___ Data under study

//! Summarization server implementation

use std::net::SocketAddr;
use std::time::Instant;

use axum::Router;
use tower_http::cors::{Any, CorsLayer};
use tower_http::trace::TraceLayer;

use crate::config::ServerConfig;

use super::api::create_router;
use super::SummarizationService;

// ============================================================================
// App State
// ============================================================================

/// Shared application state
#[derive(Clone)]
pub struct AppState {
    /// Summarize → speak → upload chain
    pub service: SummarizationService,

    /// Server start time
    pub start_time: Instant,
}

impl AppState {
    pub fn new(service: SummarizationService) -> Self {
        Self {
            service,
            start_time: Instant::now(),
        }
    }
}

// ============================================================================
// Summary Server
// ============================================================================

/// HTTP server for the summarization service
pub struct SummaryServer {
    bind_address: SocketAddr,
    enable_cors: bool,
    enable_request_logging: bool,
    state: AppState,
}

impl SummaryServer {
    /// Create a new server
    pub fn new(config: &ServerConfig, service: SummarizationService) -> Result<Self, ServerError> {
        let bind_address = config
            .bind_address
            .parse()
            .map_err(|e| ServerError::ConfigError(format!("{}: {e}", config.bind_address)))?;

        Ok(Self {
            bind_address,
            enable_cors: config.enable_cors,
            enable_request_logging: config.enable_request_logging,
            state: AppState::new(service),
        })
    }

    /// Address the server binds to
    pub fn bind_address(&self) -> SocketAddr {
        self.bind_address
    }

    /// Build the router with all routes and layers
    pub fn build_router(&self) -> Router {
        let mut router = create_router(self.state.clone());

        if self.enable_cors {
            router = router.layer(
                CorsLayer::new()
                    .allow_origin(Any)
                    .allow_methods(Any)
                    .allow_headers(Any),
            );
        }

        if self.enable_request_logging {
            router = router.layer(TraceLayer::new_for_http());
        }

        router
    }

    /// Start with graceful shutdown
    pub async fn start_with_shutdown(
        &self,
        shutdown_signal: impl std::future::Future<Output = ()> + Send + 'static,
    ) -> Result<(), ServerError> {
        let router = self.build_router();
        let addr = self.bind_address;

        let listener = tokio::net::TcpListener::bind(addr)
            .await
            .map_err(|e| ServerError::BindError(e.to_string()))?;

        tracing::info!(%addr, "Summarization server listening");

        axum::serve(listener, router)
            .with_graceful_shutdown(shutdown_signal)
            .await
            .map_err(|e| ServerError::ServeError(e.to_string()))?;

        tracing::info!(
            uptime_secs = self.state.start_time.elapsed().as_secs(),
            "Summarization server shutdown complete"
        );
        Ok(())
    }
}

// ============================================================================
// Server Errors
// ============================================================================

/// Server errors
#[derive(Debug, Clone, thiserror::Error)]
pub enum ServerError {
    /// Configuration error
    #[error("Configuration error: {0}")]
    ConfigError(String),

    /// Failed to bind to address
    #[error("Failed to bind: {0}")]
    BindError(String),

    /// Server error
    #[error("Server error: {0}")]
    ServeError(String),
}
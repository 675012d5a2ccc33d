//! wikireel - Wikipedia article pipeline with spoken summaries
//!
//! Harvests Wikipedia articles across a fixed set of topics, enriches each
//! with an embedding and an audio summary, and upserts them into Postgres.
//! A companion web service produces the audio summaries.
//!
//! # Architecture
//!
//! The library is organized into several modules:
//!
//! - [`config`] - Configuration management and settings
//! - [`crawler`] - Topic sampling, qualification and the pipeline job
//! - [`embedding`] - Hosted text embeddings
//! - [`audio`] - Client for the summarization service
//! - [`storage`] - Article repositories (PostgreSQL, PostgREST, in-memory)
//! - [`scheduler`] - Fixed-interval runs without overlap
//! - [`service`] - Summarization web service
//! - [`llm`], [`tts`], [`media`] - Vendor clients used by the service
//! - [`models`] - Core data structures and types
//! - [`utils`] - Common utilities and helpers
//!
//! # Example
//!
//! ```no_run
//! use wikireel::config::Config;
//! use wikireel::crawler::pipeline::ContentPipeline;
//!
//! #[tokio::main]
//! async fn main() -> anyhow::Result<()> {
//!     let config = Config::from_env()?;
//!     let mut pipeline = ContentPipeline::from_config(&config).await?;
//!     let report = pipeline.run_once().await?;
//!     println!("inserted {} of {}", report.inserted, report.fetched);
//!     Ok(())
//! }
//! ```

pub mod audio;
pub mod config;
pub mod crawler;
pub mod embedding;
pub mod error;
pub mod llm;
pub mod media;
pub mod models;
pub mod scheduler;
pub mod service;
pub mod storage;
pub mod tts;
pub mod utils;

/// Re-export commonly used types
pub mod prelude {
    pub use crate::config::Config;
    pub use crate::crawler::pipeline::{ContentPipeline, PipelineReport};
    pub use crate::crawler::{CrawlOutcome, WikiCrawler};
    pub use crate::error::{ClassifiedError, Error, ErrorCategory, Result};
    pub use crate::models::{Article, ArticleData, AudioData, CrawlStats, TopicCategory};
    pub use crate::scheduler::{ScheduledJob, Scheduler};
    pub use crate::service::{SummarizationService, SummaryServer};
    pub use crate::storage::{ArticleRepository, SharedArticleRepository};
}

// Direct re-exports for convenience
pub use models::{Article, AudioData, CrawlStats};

______

Output every record above a second time, exactly.

Result of the task:
//! Summarization server implementation

use std::net::SocketAddr;
use std::time::Instant;

use axum::Router;
use tower_http::cors::{Any, CorsLayer};
use tower_http::trace::TraceLayer;

use crate::config::ServerConfig;

use super::api::create_router;
use super::SummarizationService;

// ============================================================================
// App State
// ============================================================================

/// Shared application state
#[derive(Clone)]
pub struct AppState {
    /// Summarize → speak → upload chain
    pub service: SummarizationService,

    /// Server start time
    pub start_time: Instant,
}

impl AppState {
    pub fn new(service: SummarizationService) -> Self {
        Self {
            service,
            start_time: Instant::now(),
        }
    }
}

// ============================================================================
// Summary Server
// ============================================================================

/// HTTP server for the summarization service
pub struct SummaryServer {
    bind_address: SocketAddr,
    enable_cors: bool,
    enable_request_logging: bool,
    state: AppState,
}

impl SummaryServer {
    /// Create a new server
    pub fn new(config: &ServerConfig, service: SummarizationService) -> Result<Self, ServerError> {
        let bind_address = config
            .bind_address
            .parse()
            .map_err(|e| ServerError::ConfigError(format!("{}: {e}", config.bind_address)))?;

        Ok(Self {
            bind_address,
            enable_cors: config.enable_cors,
            enable_request_logging: config.enable_request_logging,
            state: AppState::new(service),
        })
    }

    /// Address the server binds to
    pub fn bind_address(&self) -> SocketAddr {
        self.bind_address
    }

    /// Build the router with all routes and layers
    pub fn build_router(&self) -> Router {
        let mut router = create_router(self.state.clone());

        if self.enable_cors {
            router = router.layer(
                CorsLayer::new()
                    .allow_origin(Any)
                    .allow_methods(Any)
                    .allow_headers(Any),
            );
        }

        if self.enable_request_logging {
            router = router.layer(TraceLayer::new_for_http());
        }

        router
    }

    /// Start with graceful shutdown
    pub async fn start_with_shutdown(
        &self,
        shutdown_signal: impl std::future::Future<Output = ()> + Send + 'static,
    ) -> Result<(), ServerError> {
        let router = self.build_router();
        let addr = self.bind_address;

        let listener = tokio::net::TcpListener::bind(addr)
            .await
            .map_err(|e| ServerError::BindError(e.to_string()))?;

        tracing::info!(%addr, "Summarization server listening");

        axum::serve(listener, router)
            .with_graceful_shutdown(shutdown_signal)
            .await
            .map_err(|e| ServerError::ServeError(e.to_string()))?;

        tracing::info!(
            uptime_secs = self.state.start_time.elapsed().as_secs(),
            "Summarization server shutdown complete"
        );
        Ok(())
    }
}

// ============================================================================
// Server Errors
// ============================================================================

/// Server errors
#[derive(Debug, Clone, thiserror::Error)]
pub enum ServerError {
    /// Configuration error
    #[error("Configuration error: {0}")]
    ConfigError(String),

    /// Failed to bind to address
    #[error("Failed to bind: {0}")]
    BindError(String),

    /// Server error
    #[error("Server error: {0}")]
    ServeError(String),
}
repository 675012d5a2ccc33d
//! wikireel - Wikipedia article pipeline with spoken summaries
//!
//! Harvests Wikipedia articles across a fixed set of topics, enriches each
//! with an embedding and an audio summary, and upserts them into Postgres.
//! A companion web service produces the audio summaries.
//!
//! # Architecture
//!
//! The library is organized into several modules:
//!
//! - [`config`] - Configuration management and settings
//! - [`crawler`] - Topic sampling, qualification and the pipeline job
//! - [`embedding`] - Hosted text embeddings
//! - [`audio`] - Client for the summarization service
//! - [`storage`] - Article repositories (PostgreSQL, PostgREST, in-memory)
//! - [`scheduler`] - Fixed-interval runs without overlap
//! - [`service`] - Summarization web service
//! - [`llm`], [`tts`], [`media`] - Vendor clients used by the service
//! - [`models`] - Core data structures and types
//! - [`utils`] - Common utilities and helpers
//!
//! # Example
//!
//! ```no_run
//! use wikireel::config::Config;
//! use wikireel::crawler::pipeline::ContentPipeline;
//!
//! #[tokio::main]
//! async fn main() -> anyhow::Result<()> {
//!     let config = Config::from_env()?;
//!     let mut pipeline = ContentPipeline::from_config(&config).await?;
//!     let report = pipeline.run_once().await?;
//!     println!("inserted {} of {}", report.inserted, report.fetched);
//!     Ok(())
//! }
//! ```

pub mod audio;
pub mod config;
pub mod crawler;
pub mod embedding;
pub mod error;
pub mod llm;
pub mod media;
pub mod models;
pub mod scheduler;
pub mod service;
pub mod storage;
pub mod tts;
pub mod utils;

/// Re-export commonly used types
pub mod prelude {
    pub use crate::config::Config;
    pub use crate::crawler::pipeline::{ContentPipeline, PipelineReport};
    pub use crate::crawler::{CrawlOutcome, WikiCrawler};
    pub use crate::error::{ClassifiedError, Error, ErrorCategory, Result};
    pub use crate::models::{Article, ArticleData, AudioData, CrawlStats, TopicCategory};
    pub use crate::scheduler::{ScheduledJob, Scheduler};
    pub use crate::service::{SummarizationService, SummaryServer};
    pub use crate::storage::{ArticleRepository, SharedArticleRepository};
}

// Direct re-exports for convenience
pub use models::{Article, AudioData, CrawlStats};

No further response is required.